Subscribe to More Stories, TIME’s weekly entertainment newsletter, to get the context you need for the pop culture you love.
The people who surround him have suffered a terrible loss. Harold Harper (John Lithgow), an ex-colleague who is now an enemy at the FBI, is summoned to help lead the manhunt for Chase. Lithgow, portraying an erudite company man with an adoring protégé (Alia Shawkat), makes the ideal foil for Bridges, whose all but feral Chase can still switch on the rugged charm when necessary. Harold’s ambivalence about capturing his old cohort adds pathos to the beautifully shot show’s many imaginative action scenes. In cozy homes as well as in dark, deserted stretches of road, Bridges—who in real life is a 72-year-old lymphoma survivor—believably vanquishes, or at least evades, pursuers half his age.
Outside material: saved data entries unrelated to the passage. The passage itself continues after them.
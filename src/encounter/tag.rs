//! Damage-eligibility tags
//!
//! Every hitbox the boss owns (body, detachable parts, funnels, projectiles) carries a
//! two-state tag. The collision system only reads tags; the sequencer and the sub-actor
//! controller are the only writers.

use serde::{Deserialize, Serialize};
use smallvec::SmallVec;

/// Whether a hitbox may transmit damage to the player.
#[derive(Debug, Clone, Copy, PartialEq, Eq, Default, Serialize, Deserialize)]
pub enum DamageTag {
    #[default]
    Immune,
    Damageable,
}

impl DamageTag {
    pub fn is_damageable(self) -> bool {
        self == DamageTag::Damageable
    }
}

/// Detachable body parts that can be shown, hidden and tagged mid-sequence.
#[derive(Debug, Clone, Copy, PartialEq, Eq, Hash, Serialize, Deserialize)]
pub enum Part {
    Sword,
    Hammer,
    Arm,
}

impl Part {
    pub fn name(&self) -> &'static str {
        match self {
            Part::Sword => "Sword",
            Part::Hammer => "Hammer",
            Part::Arm => "Arm",
        }
    }
}

/// Identifies a single hitbox owned by an encounter.
#[derive(Debug, Clone, Copy, PartialEq, Eq, Hash)]
pub enum HitboxId {
    Body,
    Part(Part),
    Funnel(usize),
    Projectile(u32),
}

/// Visibility and tag of one detachable part.
#[derive(Debug, Clone, Copy, PartialEq, Eq)]
pub struct PartState {
    pub part: Part,
    pub visible: bool,
    pub tag: DamageTag,
}

/// Tags for the body and the parts a boss was configured with.
///
/// Funnel and projectile tags live on the sub-actors themselves; this table only covers
/// hitboxes attached to the boss.
#[derive(Debug, Clone, Default)]
pub struct HitboxTable {
    body: DamageTag,
    parts: SmallVec<[PartState; 3]>,
}

impl HitboxTable {
    pub fn new(parts: &[Part]) -> Self {
        Self {
            body: DamageTag::Immune,
            parts: parts
                .iter()
                .map(|&part| PartState {
                    part,
                    visible: false,
                    tag: DamageTag::Immune,
                })
                .collect(),
        }
    }

    pub fn body(&self) -> DamageTag {
        self.body
    }

    pub fn set_body(&mut self, tag: DamageTag) {
        self.body = tag;
    }

    pub fn part(&self, part: Part) -> Option<&PartState> {
        self.parts.iter().find(|p| p.part == part)
    }

    pub fn parts(&self) -> impl Iterator<Item = &PartState> {
        self.parts.iter()
    }

    /// Set a part's tag. Returns false when the boss has no such part.
    pub fn set_part_tag(&mut self, part: Part, tag: DamageTag) -> bool {
        match self.parts.iter_mut().find(|p| p.part == part) {
            Some(state) => {
                state.tag = tag;
                true
            }
            None => false,
        }
    }

    /// Show or hide a part. Returns false when the boss has no such part.
    pub fn set_part_visible(&mut self, part: Part, visible: bool) -> bool {
        match self.parts.iter_mut().find(|p| p.part == part) {
            Some(state) => {
                state.visible = visible;
                true
            }
            None => false,
        }
    }

    /// Hide every part and make it Immune. The body tag is left alone.
    pub fn stow_parts(&mut self) {
        for state in self.parts.iter_mut() {
            state.visible = false;
            state.tag = DamageTag::Immune;
        }
    }

    /// Everything Immune, parts hidden.
    pub fn disarm_all(&mut self) {
        self.body = DamageTag::Immune;
        self.stow_parts();
    }

    pub fn all_immune(&self) -> bool {
        self.body == DamageTag::Immune && self.parts.iter().all(|p| p.tag == DamageTag::Immune)
    }
}

#[cfg(test)]
mod tests {
    use super::*;

    #[test]
    fn test_new_table_is_immune_and_hidden() {
        let table = HitboxTable::new(&[Part::Sword]);
        assert!(table.all_immune());
        assert!(!table.part(Part::Sword).unwrap().visible);
    }

    #[test]
    fn test_unknown_part_is_rejected() {
        let mut table = HitboxTable::new(&[Part::Hammer]);
        assert!(!table.set_part_tag(Part::Sword, DamageTag::Damageable));
        assert!(table.part(Part::Sword).is_none());
        assert!(table.all_immune());
    }

    #[test]
    fn test_disarm_all_resets_body_and_parts() {
        let mut table = HitboxTable::new(&[Part::Hammer, Part::Arm]);
        table.set_body(DamageTag::Damageable);
        table.set_part_tag(Part::Arm, DamageTag::Damageable);
        table.set_part_visible(Part::Hammer, true);

        table.disarm_all();

        assert!(table.all_immune());
        assert!(table.parts().all(|p| !p.visible));
    }
}
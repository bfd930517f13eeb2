//! Attack sequencer
//!
//! An attack is a [`Script`]: an ordered list of [`Step`]s authored by a boss behaviour.
//! The [`Sequencer`] runs one script as an explicit resumable state object (a step index
//! plus the reason it is currently suspended), so the encounter can advance it once per
//! tick and drop it at any suspension point.
//!
//! ## Step kinds
//!
//! - `Wait`: fixed duration
//! - `WaitUntil`: poll a [`Predicate`] every tick, with an optional timeout
//! - `WaitFor`: a [`Barrier`] over the funnel ring, with an optional timeout
//! - `Drive`: write a velocity every tick until a predicate holds
//! - `Do`: an instantaneous [`Action`]
//! - `Launch`: release waiting funnels one per stagger interval
//!
//! Consecutive instantaneous steps all run in the same tick. A timer entered in one tick
//! starts counting on the next; predicates and barriers are checked as soon as they are
//! entered.
//!
//! ## Child watchers
//!
//! `Action::BindPose` attaches a watcher that maps the displayed body pose to a part's
//! visibility and tag. Watchers belong to the sequencer and disappear with it.

use bevy::prelude::*;
use smallvec::SmallVec;

use super::funnels::{FunnelPattern, FunnelRing, RingState};
use super::projectiles::{Motion, ProjectileKind, ProjectilePool, ProjectileSpec};
use super::rng::GameRng;
use super::services::{Clip, Cue, EncounterEnv, Pose, Sound};
use super::tag::{DamageTag, HitboxTable, Part};

/// Remaining time below which a timer counts as elapsed.
const TIMER_EPSILON: f32 = 1e-6;

/// External conditions a script can wait on.
#[derive(Debug, Clone, PartialEq)]
pub enum Predicate {
    /// The displayed body pose equals this one.
    PoseIs(Pose),
    /// The target is within this horizontal distance of the body.
    TargetWithin(f32),
    /// The body is within `tolerance` of `x`.
    ReachedX { x: f32, tolerance: f32 },
}

/// Conditions over the whole funnel ring.
#[derive(Debug, Clone, Copy, PartialEq, Eq)]
pub enum Barrier {
    /// No funnel is still moving to its waiting spot.
    FunnelsSettled,
    /// Every funnel is back in the circle.
    FunnelsInCircle,
}

/// Where a driven move heads.
#[derive(Debug, Clone, Copy, PartialEq)]
pub enum Heading {
    Target,
    X(f32),
}

/// A velocity request.
#[derive(Debug, Clone, Copy, PartialEq)]
pub enum Movement {
    Stop,
    /// Horizontal move toward the target at `speed`.
    TowardTarget(f32),
}

/// Where a lobbed shot comes down.
#[derive(Debug, Clone, Copy, PartialEq)]
pub enum Landing {
    AtX(f32),
    AtTarget,
}

/// How a shot's launch velocity is derived when it spawns.
#[derive(Debug, Clone, Copy, PartialEq)]
pub enum Aim {
    /// Slide along the ground toward the target.
    Crawl { speed: f32 },
    /// Ballistic arc peaking `peak` above the launch point and landing back at launch height.
    Lob { landing: Landing, peak: f32, gravity: f32 },
    /// Drop from the top of the play area near the target.
    Rain { spread: f32, speed: f32 },
    /// Descend `drop` units while moving `forward`, then fly level.
    LevelOff { forward: f32, drop: f32, speed: f32 },
    /// Shot at `degrees` from the facing direction (0 = straight ahead, 90 = up). Falls
    /// under `gravity` when it is positive, flies straight otherwise.
    Fan { degrees: f32, speed: f32, gravity: f32 },
}

/// A projectile to spawn, resolved against the world at spawn time.
#[derive(Debug, Clone, Copy, PartialEq)]
pub struct ShotPlan {
    pub kind: ProjectileKind,
    /// Spawn offset from the boss origin. `x` is mirrored to the facing side.
    pub offset: Vec2,
    pub aim: Aim,
    pub damage: f32,
    pub radius: f32,
    pub lifetime: Option<f32>,
}

/// Maps displayed poses to a part's visibility and, optionally, its tag.
#[derive(Debug, Clone, PartialEq, Default)]
pub struct PoseBinding {
    pub visible_on: SmallVec<[Pose; 4]>,
    /// Poses on which the part is Damageable. `None` leaves the tag alone.
    pub damageable_on: Option<SmallVec<[Pose; 4]>>,
}

/// Instantaneous state mutations.
#[derive(Debug, Clone, PartialEq)]
pub enum Action {
    SetTag(Part, DamageTag),
    SetBodyTag(DamageTag),
    Show(Part),
    Hide(Part),
    BindPose(Part, PoseBinding),
    Unbind(Part),
    Move(Movement),
    Spawn(ShotPlan),
    Sound(Sound),
    Animate(Clip),
    Summon { count: u32 },
    PositionFunnels(FunnelPattern),
}

/// One step of a script.
#[derive(Debug, Clone, PartialEq)]
pub enum Step {
    Wait(f32),
    WaitUntil {
        until: Predicate,
        timeout: Option<f32>,
    },
    WaitFor {
        barrier: Barrier,
        timeout: Option<f32>,
    },
    Drive {
        heading: Heading,
        speed: f32,
        until: Predicate,
        timeout: Option<f32>,
    },
    Do(Action),
    Launch {
        stagger: f32,
        damage: f32,
    },
}

/// An authored attack.
#[derive(Debug, Clone, PartialEq, Default)]
pub struct Script {
    pub name: &'static str,
    pub steps: Vec<Step>,
    /// Cooldown started when the script ends.
    pub cooldown: f32,
}

impl Script {
    pub fn new(name: &'static str) -> Self {
        Self {
            name,
            steps: Vec::new(),
            cooldown: 0.0,
        }
    }

    pub fn then(mut self, step: Step) -> Self {
        self.steps.push(step);
        self
    }

    pub fn act(self, action: Action) -> Self {
        self.then(Step::Do(action))
    }

    pub fn wait(self, secs: f32) -> Self {
        self.then(Step::Wait(secs))
    }

    pub fn wait_until(self, until: Predicate, timeout: Option<f32>) -> Self {
        self.then(Step::WaitUntil { until, timeout })
    }

    pub fn wait_for(self, barrier: Barrier, timeout: Option<f32>) -> Self {
        self.then(Step::WaitFor { barrier, timeout })
    }

    pub fn cooldown(mut self, secs: f32) -> Self {
        self.cooldown = secs;
        self
    }

    pub fn is_empty(&self) -> bool {
        self.steps.is_empty()
    }
}

/// Mutable view of the encounter handed to a running script.
pub struct StepContext<'a, 'e> {
    pub hitboxes: &'a mut HitboxTable,
    pub funnels: &'a mut FunnelRing,
    pub projectiles: &'a mut ProjectilePool,
    pub rng: &'a mut GameRng,
    pub env: &'a mut EncounterEnv<'e>,
    /// +1.0 facing right, -1.0 facing left.
    pub facing: f32,
    /// Set once anything wrote the body velocity this tick.
    pub velocity_written: bool,
    /// Cues emitted this tick, mirrored for logging.
    pub emitted: SmallVec<[Cue; 4]>,
}

impl StepContext<'_, '_> {
    fn origin(&self) -> Vec2 {
        self.env.body.position()
    }

    fn set_velocity(&mut self, velocity: Vec2) {
        self.env.body.set_velocity(velocity);
        self.velocity_written = true;
    }

    fn emit(&mut self, cue: Cue) {
        self.env.cues.emit(cue);
        self.emitted.push(cue);
    }

    fn check(&self, predicate: &Predicate) -> bool {
        let origin = self.origin();
        match predicate {
            Predicate::PoseIs(pose) => self.env.poses.current_pose() == Some(*pose),
            Predicate::TargetWithin(distance) => self
                .env
                .target
                .target_position()
                .is_some_and(|t| (t.x - origin.x).abs() <= *distance),
            Predicate::ReachedX { x, tolerance } => (origin.x - x).abs() <= *tolerance,
        }
    }

    fn barrier_open(&self, barrier: Barrier) -> bool {
        match barrier {
            Barrier::FunnelsSettled => self.funnels.state() != RingState::Positioning,
            Barrier::FunnelsInCircle => self.funnels.all_in_circle(),
        }
    }

    fn drive_velocity(&self, heading: Heading, speed: f32) -> Vec2 {
        let origin = self.origin();
        let goal_x = match heading {
            Heading::Target => self.env.target.target_position().map(|t| t.x),
            Heading::X(x) => Some(x),
        };
        match goal_x {
            Some(x) if x != origin.x => Vec2::new((x - origin.x).signum() * speed, 0.0),
            _ => Vec2::ZERO,
        }
    }

    fn resolve_shot(&mut self, plan: &ShotPlan) -> ProjectileSpec {
        let body = self.origin();
        let origin = body + Vec2::new(plan.offset.x * self.facing, plan.offset.y);
        let target = self.env.target.target_position();
        let bounds = self.env.area.bounds();

        let (origin, velocity, motion) = match plan.aim {
            Aim::Crawl { speed } => {
                let dir = match target {
                    Some(t) if t.x < origin.x => -1.0,
                    Some(_) => 1.0,
                    None => self.facing,
                };
                (origin, Vec2::new(dir * speed, 0.0), Motion::Linear)
            }
            Aim::Lob {
                landing,
                peak,
                gravity,
            } => {
                let landing_x = match landing {
                    Landing::AtX(x) => x,
                    Landing::AtTarget => target.map_or(origin.x, |t| t.x),
                };
                let vy = (2.0 * gravity.max(0.0) * peak.max(0.0)).sqrt();
                let flight = if gravity > 0.0 { 2.0 * vy / gravity } else { 0.0 };
                let vx = if flight > 0.0 {
                    (landing_x - origin.x) / flight
                } else {
                    0.0
                };
                (origin, Vec2::new(vx, vy), Motion::Ballistic { gravity })
            }
            Aim::Rain { spread, speed } => {
                let center = target.map_or(origin.x, |t| t.x);
                let x = (center + self.rng.random_range(-spread, spread))
                    .clamp(bounds.min.x, bounds.max.x);
                (Vec2::new(x, bounds.max.y), Vec2::new(0.0, -speed), Motion::Linear)
            }
            Aim::LevelOff {
                forward,
                drop,
                speed,
            } => {
                let dir = Vec2::new(forward * self.facing, -drop)
                    .try_normalize()
                    .unwrap_or(Vec2::X * self.facing);
                (
                    origin,
                    dir * speed,
                    Motion::LevelOff {
                        height: origin.y - drop,
                        speed,
                    },
                )
            }
            Aim::Fan {
                degrees,
                speed,
                gravity,
            } => {
                let radians = degrees.to_radians();
                let dir = Vec2::new(radians.cos() * self.facing, radians.sin());
                let motion = if gravity > 0.0 {
                    Motion::Ballistic { gravity }
                } else {
                    Motion::Linear
                };
                (origin, dir * speed, motion)
            }
        };

        ProjectileSpec {
            kind: plan.kind,
            origin,
            velocity,
            motion,
            damage: plan.damage,
            radius: plan.radius,
            lifetime: plan.lifetime,
        }
    }
}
This is as thrilling as The Old Man generally is in the four episodes provided for review (out of seven total), it’s also too sloppy to be a great political thriller. It contains plot twists large enough for a C-5 to navigate. It takes a frustratingly long time to get a sense, via flashbacks to his CIA tenure, of who Chase is, what matters to him, and what he did to blow up his life all those years ago—suspense that doesn’t serve much of a thematic purpose.
THE OLD MAN — Jeff Bridges portrays Dan Chase while Amy Brenneman plays Zoe McDonald.
Prashant Gupta / FX Network
It flirts with sexism. In the course of his journey, the widower meets a divorced woman, Amy Brenneman’s Zoe, who seems desperate for companionship and can’t stop talking about her ex. Yet as she becomes entangled in Chase’s crisis, the character deepens, and what initially comes across as a thoughtless, one-dimensional depiction from creators Jonathan E. Steinberg and Robert Levine gains purpose. Chase makes Zoe his avatar to achieve his goals. He envisions how to escape from his fear and kill Zoe while he is on a tension-filled sequence.
The question that coalesces, midway through the season, applies to so many stories about the lone action heroes whom viewers never stop rooting for, even when their crusades leave an enormous body count: Why should one troubled man’s continued survival justify so much suffering? Chase has had a life full of tragic decisions and his motivations could be deeper than they realize. Maybe, The Old ManAs the name suggests, survival is not all that important.
It appears in TIME’s June 20, 2022 issue.